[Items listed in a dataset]
____________

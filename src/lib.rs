//! Peer networking engine.
//!
//! Nodes exchange framed binary packages over TCP or TLS, track a trust score
//! per peer and hand every received package to a pool of workers.

pub mod node;
pub mod protocol;
pub mod service;
pub mod utils;

pub use node::{
    AddNodeError, ConnectionInfo, ConnectionStatus, NodeEngine, NodeEvent, NodeState,
    PackageParser, ParserResult, TlsMode, TrustLevel, TrustPenalty,
};
pub use protocol::{Command, Header, Message, Package, StreamReassembler};
pub use service::{setup_local_tracing, setup_tracing, AppError, AppResult, NodeConfig, Shutdown};
pub use utils::{AsyncExecutor, DispatchOrder};
pub use app_error::{AppError, AppResult};
pub use config::NodeConfig;
pub use shutdown::Shutdown;
pub use tracing_config::{setup_local_tracing, setup_tracing, OtelGuard};

mod app_error;
mod config;
mod shutdown;
mod tracing_config;
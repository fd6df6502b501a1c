// Copyright 2025 jonefeewang@gmail.com
//
// Licensed under the Apache License, Version 2.0 (the "License");
// you may not use this file except in compliance with the License.
// You may obtain a copy of the License at
//
//     http://www.apache.org/licenses/LICENSE-2.0
//
// Unless required by applicable law or agreed to in writing, software
// distributed under the License is distributed on an "AS IS" BASIS,
// WITHOUT WARRANTIES OR CONDITIONS OF ANY KIND, either express or implied.
// See the License for the specific language governing permissions and
// limitations under the License.

use tokio::sync::broadcast;

/// Listens for the one-shot stop broadcast of a running node.
///
/// Once the signal was seen (or the sender is gone) every later `recv`
/// returns immediately.
#[derive(Debug)]
pub struct Shutdown {
    is_shutdown: bool,
    notify: broadcast::Receiver<()>,
}

impl Shutdown {
    pub fn new(notify: broadcast::Receiver<()>) -> Shutdown {
        Shutdown {
            is_shutdown: false,
            notify,
        }
    }

    pub fn subscribe(sender: &broadcast::Sender<()>) -> Shutdown {
        Shutdown::new(sender.subscribe())
    }

    pub fn is_shutdown(&self) -> bool {
        self.is_shutdown
    }

    pub async fn recv(&mut self) {
        if self.is_shutdown {
            return;
        }
        let _ = self.notify.recv().await;
        self.is_shutdown = true;
    }
}
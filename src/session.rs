//! Session state machine tying interpretation requests to speech playback
//!
//! States: `Idle → GeneratingText → Idle` for the text half and
//! `Idle → GeneratingAudio → Playing → Idle` for the speech half, with
//! `Error` reachable from either generating state. A successful
//! interpretation survives a later audio failure; audio state never ends up
//! partially populated.

use std::sync::Arc;
use std::sync::atomic::{AtomicU64, Ordering};

use crate::Result;
use crate::audio::{AudioBuffer, AudioSink, PlaybackHandle, decode_audio_payload};
use crate::genai::TafsirBackend;
use crate::tafsir::{Language, system_instruction};

/// Session status, mirrored by the UI
#[derive(Debug, Clone, Copy, PartialEq, Eq, Default)]
pub enum Status {
    /// Nothing in flight
    #[default]
    Idle,
    /// Waiting on the text service
    GeneratingText,
    /// Waiting on the speech service
    GeneratingAudio,
    /// A buffer is playing
    Playing,
    /// The last request failed; a localized message is available
    Error,
}

/// Monotonic sequence for in-flight request invalidation
///
/// Issuing a new token makes every earlier token stale, so a response that
/// arrives after the user has moved on is discarded instead of overwriting
/// fresher state.
#[derive(Debug, Default, Clone)]
pub struct RequestSequence {
    latest: Arc<AtomicU64>,
}

impl RequestSequence {
    /// Issue the next token, invalidating all earlier ones
    #[must_use]
    pub fn issue(&self) -> RequestToken {
        let seq = self.latest.fetch_add(1, Ordering::Relaxed) + 1;
        RequestToken {
            seq,
            latest: Arc::clone(&self.latest),
        }
    }
}

/// Token tied to one issued request
#[derive(Debug)]
pub struct RequestToken {
    seq: u64,
    latest: Arc<AtomicU64>,
}

impl RequestToken {
    /// Whether this token is still the latest issued
    #[must_use]
    pub fn is_current(&self) -> bool {
        self.latest.load(Ordering::Relaxed) == self.seq
    }
}

/// Interpretation and playback session
pub struct TafsirSession {
    backend: Arc<dyn TafsirBackend>,
    sink: Box<dyn AudioSink>,
    language: Language,
    status: Status,
    interpretation: Option<String>,
    /// Cached playable buffer for the current interpretation
    audio: Option<Arc<AudioBuffer>>,
    handle: Option<PlaybackHandle>,
    error: Option<&'static str>,
    requests: RequestSequence,
}

impl TafsirSession {
    /// Create a session over a backend and an audio sink
    #[must_use]
    pub fn new(backend: Arc<dyn TafsirBackend>, sink: Box<dyn AudioSink>, language: Language) -> Self {
        Self {
            backend,
            sink,
            language,
            status: Status::Idle,
            interpretation: None,
            audio: None,
            handle: None,
            error: None,
            requests: RequestSequence::default(),
        }
    }

    /// Current interface language
    #[must_use]
    pub const fn language(&self) -> Language {
        self.language
    }

    /// Current status, reaping a naturally ended playback first
    pub fn status(&mut self) -> Status {
        if let Some(handle) = &self.handle
            && handle.is_finished()
        {
            self.handle = None;
            if self.status == Status::Playing {
                self.status = Status::Idle;
            }
        }
        self.status
    }

    /// The current interpretation text, if any
    #[must_use]
    pub fn interpretation(&self) -> Option<&str> {
        self.interpretation.as_deref()
    }

    /// The cached audio buffer, if one was synthesized
    #[must_use]
    pub fn cached_audio(&self) -> Option<&Arc<AudioBuffer>> {
        self.audio.as_ref()
    }

    /// Localized message for the last failure, if the session is in `Error`
    #[must_use]
    pub const fn error_message(&self) -> Option<&'static str> {
        self.error
    }

    /// A clone of the active playback handle, if playback is running
    #[must_use]
    pub fn playback_handle(&self) -> Option<PlaybackHandle> {
        self.handle.clone()
    }

    /// The sink's analyser tap, for the visualizer
    #[must_use]
    pub fn analyser(&self) -> Option<&Arc<crate::audio::Analyser>> {
        self.sink.analyser()
    }

    /// Request a new interpretation
    ///
    /// Any active playback is halted and its buffer discarded before the
    /// request proceeds. Returns `Ok(None)` when a newer request superseded
    /// this one while it was in flight.
    ///
    /// # Errors
    ///
    /// Returns `Error::Generation` on failure; the session status becomes
    /// `Error` with a localized message
    pub async fn interpret(&mut self, query: &str) -> Result<Option<&str>> {
        let query = query.trim();
        if query.is_empty() {
            return Ok(None);
        }

        let token = self.requests.issue();

        // Forcibly halt playback and drop stale audio/text state
        self.sink.stop();
        self.handle = None;
        self.audio = None;
        self.interpretation = None;
        self.error = None;
        self.status = Status::GeneratingText;

        let result = self
            .backend
            .generate_text(query, system_instruction(self.language))
            .await;

        if !token.is_current() {
            tracing::debug!("discarding stale interpretation response");
            return Ok(None);
        }

        match result {
            Ok(text) => {
                self.interpretation = Some(text);
                self.status = Status::Idle;
                Ok(self.interpretation.as_deref())
            }
            Err(e) => {
                tracing::warn!(error = %e, "interpretation request failed");
                self.status = Status::Error;
                self.error = Some(self.language.generation_error_message());
                Err(e)
            }
        }
    }

    /// Synthesize (or reuse) audio for the current interpretation and play it
    ///
    /// With a cached buffer present the speech service is not re-invoked.
    /// Returns `Ok(false)` when there is no interpretation to speak or a
    /// newer request superseded this one.
    ///
    /// # Errors
    ///
    /// Returns the underlying error on synthesis/decode/playback failure; the
    /// interpretation text is left intact
    pub async fn listen(&mut self) -> Result<bool> {
        let Some(text) = self.interpretation.clone() else {
            return Ok(false);
        };

        // Idempotent replay: cached buffer skips regeneration
        if let Some(buffer) = self.audio.clone() {
            self.start_playback(&buffer)?;
            return Ok(true);
        }

        let token = self.requests.issue();
        self.error = None;
        self.status = Status::GeneratingAudio;

        let result = self.fetch_audio(&text).await;

        if !token.is_current() {
            tracing::debug!("discarding stale audio response");
            return Ok(false);
        }

        match result {
            Ok(buffer) => {
                let buffer = Arc::new(buffer);
                self.audio = Some(Arc::clone(&buffer));
                self.start_playback(&buffer)?;
                Ok(true)
            }
            Err(e) => {
                tracing::warn!(error = %e, "speech request failed");
                // No partial buffer is retained
                self.audio = None;
                self.status = Status::Error;
                self.error = Some(self.language.audio_error_message());
                Err(e)
            }
        }
    }

    /// Stop playback
    ///
    /// A no-op when no source is active. The detached source fires no
    /// further end-of-buffer notification.
    pub fn stop(&mut self) {
        self.sink.stop();
        self.handle = None;
        if self.status == Status::Playing {
            self.status = Status::Idle;
        }
    }

    /// Switch interface language, clearing interpretation text, cached
    /// audio, and any active playback
    pub fn toggle_language(&mut self) -> Language {
        // Invalidate any in-flight request before clearing state
        let _ = self.requests.issue();

        self.sink.stop();
        self.handle = None;
        self.interpretation = None;
        self.audio = None;
        self.error = None;
        self.status = Status::Idle;
        self.language = self.language.toggled();
        self.language
    }

    async fn fetch_audio(&self, text: &str) -> Result<AudioBuffer> {
        let payload = self.backend.synthesize(text).await?;
        let bytes = decode_audio_payload(&payload)?;
        Ok(AudioBuffer::from_pcm16(&bytes))
    }

    fn start_playback(&mut self, buffer: &AudioBuffer) -> Result<()> {
        let handle = match self.sink.start(buffer) {
            Ok(handle) => handle,
            Err(e) => {
                tracing::warn!(error = %e, "failed to start playback");
                self.status = Status::Error;
                self.error = Some(self.language.audio_error_message());
                return Err(e);
            }
        };

        // A zero-length buffer ends immediately
        self.status = if handle.is_finished() {
            Status::Idle
        } else {
            Status::Playing
        };
        self.handle = Some(handle);
        Ok(())
    }
}
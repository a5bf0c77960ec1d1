//! Prompt templates for interpretation requests
//!
//! The wording of the queries and system instructions is fixed; only the
//! chapter name, optional verse number, and language vary.

use super::{Language, Surah};

/// Arabic system instruction for the text model
const SYSTEM_INSTRUCTION_AR: &str = "
أنت عالم متخصص في القرآن الكريم وتفسيره.
المستخدم سيطلب منك تفسير آيات أو سور محددة.
المرجع الأساسي لك هو كتاب \"التفسير الميسر\".
- قدم التفسير بأسلوب سهل، واضح، ومباشر، مناسب لجميع القراء.
- اشرح معاني المفردات الصعبة باختصار إذا لزم الأمر.
- ركز على المعنى الإجمالي للآية والهداية المستفادة منها.
- تجنب التفاصيل اللغوية المعقدة أو الخلافات الفقهية.
- كن مهذباً ومحترماً جداً للنص القرآني.
";

/// English system instruction for the text model
const SYSTEM_INSTRUCTION_EN: &str = "
You are a scholar and expert in the interpretation of the Holy Quran, specifically focusing on \"Tafsir Al-Muyassar\" (The Facilitated Interpretation).
Your task is to provide accurate, profound, and accessible interpretations (Tafsir) for verses or chapters requested by the user.
- Adhere to authentic scholarly interpretations (Ahl al-Sunnah wal-Jama'ah).
- Use clear, dignified, and simple English (matching the style of Tafsir Al-Muyassar).
- Avoid complex linguistic or jurisprudential debates unless necessary.
- Focus on the direct meaning and practical guidance of the verses.
";

/// The system instruction for the given language
#[must_use]
pub const fn system_instruction(language: Language) -> &'static str {
    match language {
        Language::Arabic => SYSTEM_INSTRUCTION_AR,
        Language::English => SYSTEM_INSTRUCTION_EN,
    }
}

/// Build the query for a structured chapter/verse selection
#[must_use]
pub fn build_query(surah: &Surah, verse: Option<u32>, language: Language) -> String {
    let name = match language {
        Language::Arabic => surah.name_ar,
        Language::English => surah.name_en,
    };
    let book = match language {
        Language::Arabic => "التفسير الميسر",
        Language::English => "Tafsir Al-Muyassar",
    };

    match (language, verse) {
        (Language::Arabic, Some(verse)) => {
            format!("أريد تفسير الآية رقم {verse} من سورة {name} من كتاب {book}.")
        }
        (Language::Arabic, None) => {
            format!("أريد نبذة وتفسيراً عاماً لسورة {name} من كتاب {book}.")
        }
        (Language::English, Some(verse)) => {
            format!("I want the interpretation of verse number {verse} from Surah {name} using {book}.")
        }
        (Language::English, None) => {
            format!("I want a summary and general interpretation of Surah {name} using {book}.")
        }
    }
}

/// Pass a free-form question through as the query
///
/// Kept as a function so the two input modes share one entry point into the
/// requester.
#[must_use]
pub fn build_question(question: &str) -> String {
    question.trim().to_string()
}

#[cfg(test)]
mod tests {
    use super::*;
    use crate::tafsir::surah_by_number;

    #[test]
    fn arabic_general_summary_for_chapter_one() {
        let surah = surah_by_number(1).unwrap();
        let query = build_query(surah, None, Language::Arabic);
        assert_eq!(
            query,
            "أريد نبذة وتفسيراً عاماً لسورة الفاتحة من كتاب التفسير الميسر."
        );
    }

    #[test]
    fn arabic_verse_query_substitutes_number_and_name() {
        let surah = surah_by_number(2).unwrap();
        let query = build_query(surah, Some(255), Language::Arabic);
        assert_eq!(
            query,
            "أريد تفسير الآية رقم 255 من سورة البقرة من كتاب التفسير الميسر."
        );
    }

    #[test]
    fn english_queries_use_english_names() {
        let surah = surah_by_number(36).unwrap();

        let verse = build_query(surah, Some(9), Language::English);
        assert_eq!(
            verse,
            "I want the interpretation of verse number 9 from Surah Ya-Sin using Tafsir Al-Muyassar."
        );

        let summary = build_query(surah, None, Language::English);
        assert_eq!(
            summary,
            "I want a summary and general interpretation of Surah Ya-Sin using Tafsir Al-Muyassar."
        );
    }

    #[test]
    fn free_questions_are_trimmed() {
        assert_eq!(build_question("  ما فضل صلاة الفجر؟ \n"), "ما فضل صلاة الفجر؟");
    }

    #[test]
    fn system_instructions_differ_by_language() {
        assert!(system_instruction(Language::Arabic).contains("التفسير الميسر"));
        assert!(system_instruction(Language::English).contains("Tafsir Al-Muyassar"));
    }
}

____________

What is required:
Above this instruction are the records; retype exactly the lines from the one containing "- اشرح معاني" up to and including the one containing "const SYSTEM_INSTRUCTION_EN: &str".

Answer box:
- اشرح معاني المفردات الصعبة باختصار إذا لزم الأمر.
- ركز على المعنى الإجمالي للآية والهداية المستفادة منها.
- تجنب التفاصيل اللغوية المعقدة أو الخلافات الفقهية.
- كن مهذباً ومحترماً جداً للنص القرآني.
";

/// English system instruction for the text model
const SYSTEM_INSTRUCTION_EN: &str = "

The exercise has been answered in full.